Between and within synchronization across NUTS-3 regions are highly correlated (${\rho= 0.9}$), raising multicollinearity issues. Having correlated regressors, we have to rely on multiple metrics to illustrate the statistical significance and importance of the variables in our model [38]. Thus, we report and discuss the variable importance through the beta weights, structure coefficients [39], commonality analysis components [40], dominance analysis [41] and Lindeman, Merenda, and Gold’s (LMG) method [42].

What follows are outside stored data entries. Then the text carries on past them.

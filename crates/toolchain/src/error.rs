//! Error types for tool acquisition.
//!
//! Every failure the engine can produce is an [`Error`] variant, and every
//! variant maps to exactly one [`ErrorCategory`]. Callers use the category to
//! decide what to tell the user: a `NotFound` gets a hint pointing at the
//! project's releases page, a `Template` error is a catalogue bug, and so on.

use std::fmt;
use std::io;
use std::path::PathBuf;

/// Result type alias for toolchain operations.
pub type Result<T> = std::result::Result<T, Error>;

/// Categories of toolchain errors.
///
/// The engine never retries on its own. Categories exist so the caller can
/// print targeted remediation text instead of a raw error string.
#[derive(Debug, Clone, Copy, PartialEq, Eq)]
pub enum ErrorCategory {
    /// No artifact exists for the requested tool/version/platform.
    NotFound,
    /// Malformed artifact template (catalogue authoring bug).
    Template,
    /// Latest-version discovery failed.
    Resolution,
    /// Network-level failure while downloading.
    Transport,
    /// Malformed archive, unsafe entry path or size mismatch.
    Archive,
    /// Filesystem failure while placing the binary.
    Placement,
    /// Invalid environment or catalogue configuration.
    Config,
}

impl ErrorCategory {
    /// Whether re-running the same command might succeed.
    #[must_use]
    pub fn is_retryable(&self) -> bool {
        matches!(self, Self::Transport | Self::Resolution)
    }

    /// Get a user-friendly description of this error category.
    #[must_use]
    pub fn description(&self) -> &'static str {
        match self {
            Self::NotFound => "No artifact found",
            Self::Template => "Invalid artifact template",
            Self::Resolution => "Version resolution failed",
            Self::Transport => "Network transfer failed",
            Self::Archive => "Invalid archive",
            Self::Placement => "Could not place binary",
            Self::Config => "Invalid configuration",
        }
    }

    /// Get actionable advice for resolving this error category.
    #[must_use]
    pub fn advice(&self) -> &'static str {
        match self {
            Self::NotFound => "Check the project's releases page for the available platforms",
            Self::Template => "The tool definition is broken, please report it",
            Self::Resolution => "Pass --version explicitly to skip latest-version lookup",
            Self::Transport => "Check your internet connection and run the command again",
            Self::Archive => "The download may be corrupted or tampered with, try again",
            Self::Placement => "Check directory permissions or choose another --path",
            Self::Config => "Fix the reported setting and run the command again",
        }
    }
}

impl fmt::Display for ErrorCategory {
    fn fmt(&self, f: &mut fmt::Formatter<'_>) -> fmt::Result {
        write!(f, "{}", self.description())
    }
}

/// Errors that can occur while resolving, downloading or installing a tool.
#[derive(Debug, thiserror::Error)]
pub enum Error {
    /// The tool's template rendered nothing for this platform.
    #[error("no artifact for {tool} on {os}/{arch}")]
    ArtifactNotFound {
        /// Tool name.
        tool: String,
        /// Target operating system.
        os: String,
        /// Target architecture.
        arch: String,
    },

    /// The release host answered 404 for the artifact URL.
    #[error("artifact not found at {url} (HTTP 404)")]
    DownloadNotFound {
        /// URL that was requested.
        url: String,
    },

    /// The catalogue has no tool with this name.
    #[error("no such tool: {name}")]
    UnknownTool {
        /// Requested name.
        name: String,
        /// Closest known name or a hint, if any.
        suggestion: Option<String>,
    },

    /// A template could not be parsed or referenced an unknown variable.
    #[error("invalid template for {tool}: {message}")]
    Template {
        /// Tool whose template is broken.
        tool: String,
        /// What is wrong with it.
        message: String,
    },

    /// Latest-version discovery failed.
    #[error("version resolution failed: {message}")]
    Resolution {
        /// Error message.
        message: String,
        /// HTTP status code if one was received.
        status: Option<u16>,
    },

    /// Network transfer failed.
    #[error("download failed: {message}")]
    Transport {
        /// Error message.
        message: String,
        /// HTTP status code if one was received.
        status: Option<u16>,
    },

    /// The archive is malformed.
    #[error("invalid archive: {0}")]
    Archive(String),

    /// An archive entry tried to escape the target directory.
    #[error("refusing to extract unsafe path {entry:?}")]
    UnsafePath {
        /// Entry path as stored in the archive.
        entry: String,
    },

    /// An archive entry was shorter or longer than its header declared.
    #[error("size mismatch for {entry}: expected {expected} bytes, wrote {actual}")]
    SizeMismatch {
        /// Entry path.
        entry: String,
        /// Size from the header.
        expected: u64,
        /// Bytes actually written.
        actual: u64,
    },

    /// IO error while writing or placing files.
    #[error("IO error at {path}: {source}")]
    Io {
        /// Path involved in the error.
        path: PathBuf,
        /// Underlying IO error.
        #[source]
        source: io::Error,
    },

    /// Invalid configuration.
    #[error("configuration error: {0}")]
    Config(String),
}

impl Error {
    /// Create an IO error with path context.
    pub fn io(path: impl Into<PathBuf>, source: io::Error) -> Self {
        Self::Io {
            path: path.into(),
            source,
        }
    }

    /// Create a resolution error.
    pub fn resolution(message: impl Into<String>, status: Option<u16>) -> Self {
        Self::Resolution {
            message: message.into(),
            status,
        }
    }

    /// Create a transport error.
    pub fn transport(message: impl Into<String>, status: Option<u16>) -> Self {
        Self::Transport {
            message: message.into(),
            status,
        }
    }

    /// Create a template error for a tool.
    pub fn template(tool: impl Into<String>, message: impl Into<String>) -> Self {
        Self::Template {
            tool: tool.into(),
            message: message.into(),
        }
    }

    /// Get the error category.
    #[must_use]
    pub fn category(&self) -> ErrorCategory {
        match self {
            Error::ArtifactNotFound { .. }
            | Error::DownloadNotFound { .. }
            | Error::UnknownTool { .. } => ErrorCategory::NotFound,
            Error::Template { .. } => ErrorCategory::Template,
            Error::Resolution { .. } => ErrorCategory::Resolution,
            Error::Transport { .. } => ErrorCategory::Transport,
            Error::Archive(_) | Error::UnsafePath { .. } | Error::SizeMismatch { .. } => {
                ErrorCategory::Archive
            }
            Error::Io { .. } => ErrorCategory::Placement,
            Error::Config(_) => ErrorCategory::Config,
        }
    }

    /// Whether this error means "no such artifact".
    #[must_use]
    pub fn is_not_found(&self) -> bool {
        self.category() == ErrorCategory::NotFound
    }

    /// Whether re-running the command might succeed.
    #[must_use]
    pub fn is_retryable(&self) -> bool {
        self.category().is_retryable()
    }
}

impl From<ureq::Error> for Error {
    fn from(err: ureq::Error) -> Self {
        match err {
            ureq::Error::StatusCode(code) => Self::Transport {
                message: format!("HTTP {}", code),
                status: Some(code),
            },
            other => Self::Transport {
                message: other.to_string(),
                status: None,
            },
        }
    }
}

impl From<io::Error> for Error {
    fn from(err: io::Error) -> Self {
        Self::Io {
            path: PathBuf::new(),
            source: err,
        }
    }
}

Beta weights are often relied on to assess regressors’ importance [39]. Beta weights indicate the expected increase/decrease in the dependent variable (e.g., Referendums turnout), expressed in standard deviation units, given a one standard deviation increase in such independent variable with all other independent variables held constant. However, the sole reliance on beta weights to interpret the contribution of each independent variable is justified only when the independent variables are perfectly uncorrelated [43]. In fact, beta weights may receive credit for explained variance shared with other regressors, while beta weights of the other regressors are not given credit for this shared variance [43]. Therefore, the contribution of the other regressors to the regression effect may be not fully captured. Moreover, beta weights have also limitations in determining suppression effects in a regression, that is, a regressor that contributes little or no variance to the dependent variable but it may have a large non-zero beta weight because it purifies one or more regressors of their irrelevant variance, thereby increasing its or theirs predictive power [44].

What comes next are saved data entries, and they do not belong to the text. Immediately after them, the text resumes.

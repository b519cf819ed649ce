use clap::{Args, Parser, Subcommand};
use std::path::PathBuf;

#[derive(Parser)]
#[command(name = "getkit")]
#[command(author = "Alberto Cavalcante")]
#[command(version)]
#[command(about = "Download and install CLI tools from their GitHub releases", long_about = None)]
pub struct Cli {
    /// Verbosity level
    #[arg(short, long, action = clap::ArgAction::Count, global = true)]
    pub verbose: u8,

    /// Suppress non-essential output
    #[arg(short, long, global = true)]
    pub quiet: bool,

    #[command(subcommand)]
    pub command: Command,
}

#[derive(Subcommand)]
pub enum Command {
    /// Download one or more tools
    Get(GetArgs),

    /// List the tools that can be installed
    List(ListArgs),

    /// Replace this executable with the latest release
    Update(UpdateArgs),
}

// ============================================================================
// Get
// ============================================================================

#[derive(Args)]
pub struct GetArgs {
    /// Tools to install, e.g. kubectl helm
    #[arg(required = true)]
    pub tools: Vec<String>,

    /// Version to install instead of the latest release
    #[arg(long)]
    pub version: Option<String>,

    /// Target operating system (defaults to the running system)
    #[arg(long)]
    pub os: Option<String>,

    /// Target CPU architecture (defaults to the running machine)
    #[arg(long)]
    pub arch: Option<String>,

    /// Directory to install into (defaults to ~/.getkit/bin)
    #[arg(long, env = "GETKIT_PATH")]
    pub path: Option<String>,

    /// Do not keep a copy in ~/.getkit/bin
    #[arg(long)]
    pub no_stash: bool,

    #[command(flatten)]
    pub progress: ProgressArgs,
}

#[derive(Args)]
pub struct ProgressArgs {
    /// Show a progress bar while downloading
    #[arg(long, overrides_with = "no_progress")]
    pub progress: bool,

    /// Never show a progress bar
    #[arg(long, overrides_with = "progress")]
    pub no_progress: bool,
}

impl ProgressArgs {
    /// Progress is on unless `--no-progress` was the last of the pair.
    pub fn enabled(&self) -> bool {
        !self.no_progress
    }
}

// ============================================================================
// List
// ============================================================================

#[derive(Args)]
pub struct ListArgs {
    /// Print the catalogue as JSON
    #[arg(long)]
    pub json: bool,
}

// ============================================================================
// Update
// ============================================================================

#[derive(Args)]
pub struct UpdateArgs {
    /// Version to update to instead of the latest release
    #[arg(long)]
    pub version: Option<String>,

    /// Executable to replace (defaults to the running binary)
    #[arg(long)]
    pub target: Option<PathBuf>,

    #[command(flatten)]
    pub progress: ProgressArgs,
}

#[cfg(test)]
mod tests {
    use super::*;
    use clap::CommandFactory;

    #[test]
    fn test_cli_is_well_formed() {
        Cli::command().debug_assert();
    }

    #[test]
    fn test_get_parses_all_flags() {
        let cli = Cli::try_parse_from([
            "getkit",
            "get",
            "kubectl",
            "helm",
            "--version",
            "v1.30.0",
            "--os",
            "darwin",
            "--arch",
            "arm64",
            "--path",
            "/usr/local/bin",
            "--no-stash",
            "--no-progress",
        ])
        .unwrap();

        let Command::Get(args) = cli.command else {
            panic!("Expected get");
        };
        assert_eq!(args.tools, vec!["kubectl", "helm"]);
        assert_eq!(args.version.as_deref(), Some("v1.30.0"));
        assert_eq!(args.os.as_deref(), Some("darwin"));
        assert_eq!(args.arch.as_deref(), Some("arm64"));
        assert_eq!(args.path.as_deref(), Some("/usr/local/bin"));
        assert!(args.no_stash);
        assert!(!args.progress.enabled());
    }

    #[test]
    fn test_get_version_is_a_value() {
        let cli = Cli::try_parse_from(["getkit", "get", "kind", "--version", "v0.23.0"]).unwrap();
        let Command::Get(args) = cli.command else {
            panic!("Expected get");
        };
        assert_eq!(args.version.as_deref(), Some("v0.23.0"));
    }

    #[test]
    fn test_get_requires_a_tool() {
        assert!(Cli::try_parse_from(["getkit", "get"]).is_err());
    }

    #[test]
    fn test_progress_defaults_on() {
        let cli = Cli::try_parse_from(["getkit", "get", "jq"]).unwrap();
        let Command::Get(args) = cli.command else {
            panic!("Expected get");
        };
        assert!(args.progress.enabled());
        assert!(!args.no_stash);
    }

    #[test]
    fn test_last_progress_flag_wins() {
        let cli =
            Cli::try_parse_from(["getkit", "get", "jq", "--no-progress", "--progress"]).unwrap();
        let Command::Get(args) = cli.command else {
            panic!("Expected get");
        };
        assert!(args.progress.enabled());
    }

    #[test]
    fn test_verbose_is_global() {
        let cli = Cli::try_parse_from(["getkit", "list", "-vv"]).unwrap();
        assert_eq!(cli.verbose, 2);
        assert!(matches!(cli.command, Command::List(ListArgs { json: false })));
    }
}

Structure coefficients quantify the strength of the bi-variate relationship between each regressor and the dependent variable in isolation from other correlations between regressors and dependent variable. Hence, they are a useful measure of the direct effect of a regressor [39]. Being only a measure of direct effect, they are unable to identify regressors sharing explained variance in the dependent variable, and thus to quantify the amount of this shared variance [39]. Instead, the LMG measure can be thought as the average improvement of regressor $X_{1}$, over all models of size s without $X_{1}$ [42].

In order to quantify the contribution that each regressor shares with every other set of regressors, we also perform a commonality analysis [40]. This technique decomposes $R^{2}$, and thus the total effect ($\mathit{Tot}_{\mathrm{CA}}$), into its unique ($U_{\mathrm{CA}}$) and common ($C_{\mathrm{CA}}$) effects. Unique effects indicate how much variance is uniquely accounted for by a single regressor; while common effects indicate how much variance is common to each set of regressors [40]. It is worth noting that if the regressors are all uncorrelated, the contributions of all regressors are unique effects, as no variance is shared between independent variables in the prediction of the dependent variable.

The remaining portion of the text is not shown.